Data section>

═══

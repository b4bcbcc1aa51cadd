//! Export → edit → import round trips over a temporary site

use std::collections::BTreeMap;
use std::path::Path;

use folio::metadata::sheet::read_sheet;
use folio::metadata::{export_metadata, import_metadata, ExportOptions, ImportOptions, MetadataConfig};
use folio::report::Outcome;

use super::helpers::*;

const POBREZA: &str = "axiomata/posts/2024-01-15-pobreza/index.qmd";
const INFLACION: &str = "axiomata/posts/2024-03-02-inflacion/index.qmd";
const REGRESION: &str = "numerus/2023-11-20-regresion/index.qmd";

fn export_all(base: &Path, output: &Path) -> folio::metadata::ExportReport {
    let options = ExportOptions {
        blog: None,
        output: output.to_path_buf(),
        incremental: false,
    };
    export_metadata(base, &options, &MetadataConfig::default()).expect("Failed to export")
}

fn snapshot(base: &Path) -> BTreeMap<&'static str, String> {
    [POBREZA, INFLACION, REGRESION]
        .into_iter()
        .map(|rel| (rel, read(&base.join(rel))))
        .collect()
}

/// Rewrite one cell of the row for `relative`
fn edit_cell(sheet: &Path, relative: &str, column: &str, text: &str) {
    let mut reader = csv::Reader::from_path(sheet).expect("Failed to open sheet");
    let headers = reader.headers().expect("Failed to read headers").clone();
    let path_idx = headers.iter().position(|h| h == "ruta_archivo").unwrap();
    let col_idx = headers.iter().position(|h| h == column).unwrap();

    let records: Vec<Vec<String>> = reader
        .records()
        .map(|r| {
            let record = r.expect("Failed to read record");
            let mut cells: Vec<String> = record.iter().map(str::to_string).collect();
            if cells[path_idx] == relative {
                cells[col_idx] = text.to_string();
            }
            cells
        })
        .collect();

    let mut writer = csv::Writer::from_path(sheet).expect("Failed to open sheet for writing");
    writer.write_record(&headers).unwrap();
    for record in records {
        writer.write_record(&record).unwrap();
    }
    writer.flush().unwrap();
}

#[test]
fn test_export_lists_articles_in_order() {
    let site = create_site();
    let base = site.path();
    let output = base.join("out/metadata.csv");

    let report = export_all(base, &output);
    assert_eq!(report.rows_written, 3);
    assert_eq!(report.by_type.get("doc"), Some(&1));
    assert_eq!(report.by_type.get("stu"), Some(&1));
    assert_eq!(report.by_type.get("man"), Some(&1));

    let sheet = read_sheet(&output).unwrap();
    let paths: Vec<&str> = sheet.rows.iter().filter_map(|r| r.get("ruta_archivo")).collect();
    assert_eq!(paths, vec![POBREZA, INFLACION, REGRESION]);

    let pobreza = &sheet.rows[0];
    assert_eq!(pobreza.get("blog_nombre"), Some("axiomata"));
    assert_eq!(pobreza.get("title"), Some("Pobreza: un análisis regional"));
    assert_eq!(pobreza.get("tags"), Some("economia, pobreza"));
    assert_eq!(pobreza.get("author_1_name"), Some("Edison Achalma"));
    assert_eq!(pobreza.get("citation_type"), Some("article-journal"));

    let regresion = &sheet.rows[2];
    assert_eq!(regresion.get("tipo_documento"), Some("man"));
    assert_eq!(regresion.get("author_1_orcid"), Some("0000-0002-1825-0097"));
    assert_eq!(regresion.get("author_1_affiliation_city"), Some("Ayacucho"));
    assert_eq!(regresion.get("numbered_lines"), Some("TRUE"));
}

#[test]
fn test_unedited_sheet_changes_nothing() {
    let site = create_site();
    let base = site.path();
    let output = base.join("metadata.csv");
    export_all(base, &output);
    let before = snapshot(base);

    let report = import_metadata(base, &output, &ImportOptions::default(), &MetadataConfig::default())
        .expect("Failed to import");

    assert_eq!(report.summary.unchanged, 3);
    assert_eq!(report.summary.updated, 0);
    assert!(report.errors.is_empty());
    assert_eq!(snapshot(base), before);
}

#[test]
fn test_edited_cells_are_written_to_own_frontmatter() {
    let site = create_site();
    let base = site.path();
    let output = base.join("metadata.csv");
    export_all(base, &output);

    edit_cell(&output, INFLACION, "title", "Inflación en el Perú");
    edit_cell(&output, INFLACION, "draft", "FALSE");

    let report = import_metadata(base, &output, &ImportOptions::default(), &MetadataConfig::default())
        .expect("Failed to import");
    assert_eq!(report.summary.updated, 1);
    assert_eq!(report.summary.unchanged, 2);

    let row = report.rows.iter().find(|r| r.outcome == Outcome::Updated).unwrap();
    let fields: Vec<&str> = row.changes.iter().map(|c| c.field.as_str()).collect();
    assert_eq!(fields, vec!["title", "draft"]);

    let text = read(&base.join(INFLACION));
    assert!(text.contains("title: Inflación en el Perú\n"));
    assert!(text.contains("draft: false\n"));
    assert!(text.contains("course: Macroeconomía\n"));
    assert!(text.ends_with("Cuerpo.\n"));
    assert!(!text.contains("license"), "inherited fields stay in _metadata.yml");
    assert!(!text.contains("Edison Achalma"));
}

#[test]
fn test_dry_run_and_blog_filter() {
    let site = create_site();
    let base = site.path();
    let output = base.join("metadata.csv");
    export_all(base, &output);
    edit_cell(&output, INFLACION, "title", "Otro título");
    edit_cell(&output, REGRESION, "title", "Regresión múltiple");
    let before = snapshot(base);

    let dry = ImportOptions {
        dry_run: true,
        ..Default::default()
    };
    let report = import_metadata(base, &output, &dry, &MetadataConfig::default()).unwrap();
    assert_eq!(report.summary.updated, 2);
    assert_eq!(snapshot(base), before);

    let numerus_only = ImportOptions {
        blog: Some("numerus".into()),
        ..Default::default()
    };
    let report = import_metadata(base, &output, &numerus_only, &MetadataConfig::default()).unwrap();
    assert_eq!(report.rows.len(), 1);
    assert!(read(&base.join(REGRESION)).contains("title: Regresión múltiple"));
    assert_eq!(read(&base.join(INFLACION)), before[INFLACION]);
}

#[test]
fn test_incremental_export_appends_only_new_articles() {
    let site = create_site();
    let base = site.path();
    let output = base.join("metadata.csv");
    export_all(base, &output);

    write_file(
        base,
        "numerus/2024-05-01-series/index.qmd",
        "---\ntitle: Series de tiempo\n---\n",
    );
    let options = ExportOptions {
        blog: None,
        output: output.clone(),
        incremental: true,
    };
    let report = export_metadata(base, &options, &MetadataConfig::default()).unwrap();
    assert!(report.appended);
    assert_eq!(report.rows_written, 1);
    assert_eq!(report.already_present, 3);

    let again = export_metadata(base, &options, &MetadataConfig::default()).unwrap();
    assert_eq!(again.rows_written, 0);

    let sheet = read_sheet(&output).unwrap();
    assert_eq!(sheet.rows.len(), 4);
    assert_eq!(sheet.rows[3].get("title"), Some("Series de tiempo"));
}

#[test]
fn test_no_inherit_exports_own_fields_only() {
    let site = create_site();
    let base = site.path();
    let output = base.join("own.csv");
    let config = MetadataConfig {
        inherit: false,
        ..Default::default()
    };
    let options = ExportOptions {
        blog: Some("axiomata".into()),
        output: output.clone(),
        incremental: false,
    };
    export_metadata(base, &options, &config).unwrap();

    let sheet = read_sheet(&output).unwrap();
    assert_eq!(sheet.rows.len(), 2);
    assert!(sheet.rows.iter().all(|r| r.get("author_1_name").is_none()));
}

═══

What is being asked> Give the number of lines containing "position" in the entries, and no other text.

Solution to this task> 2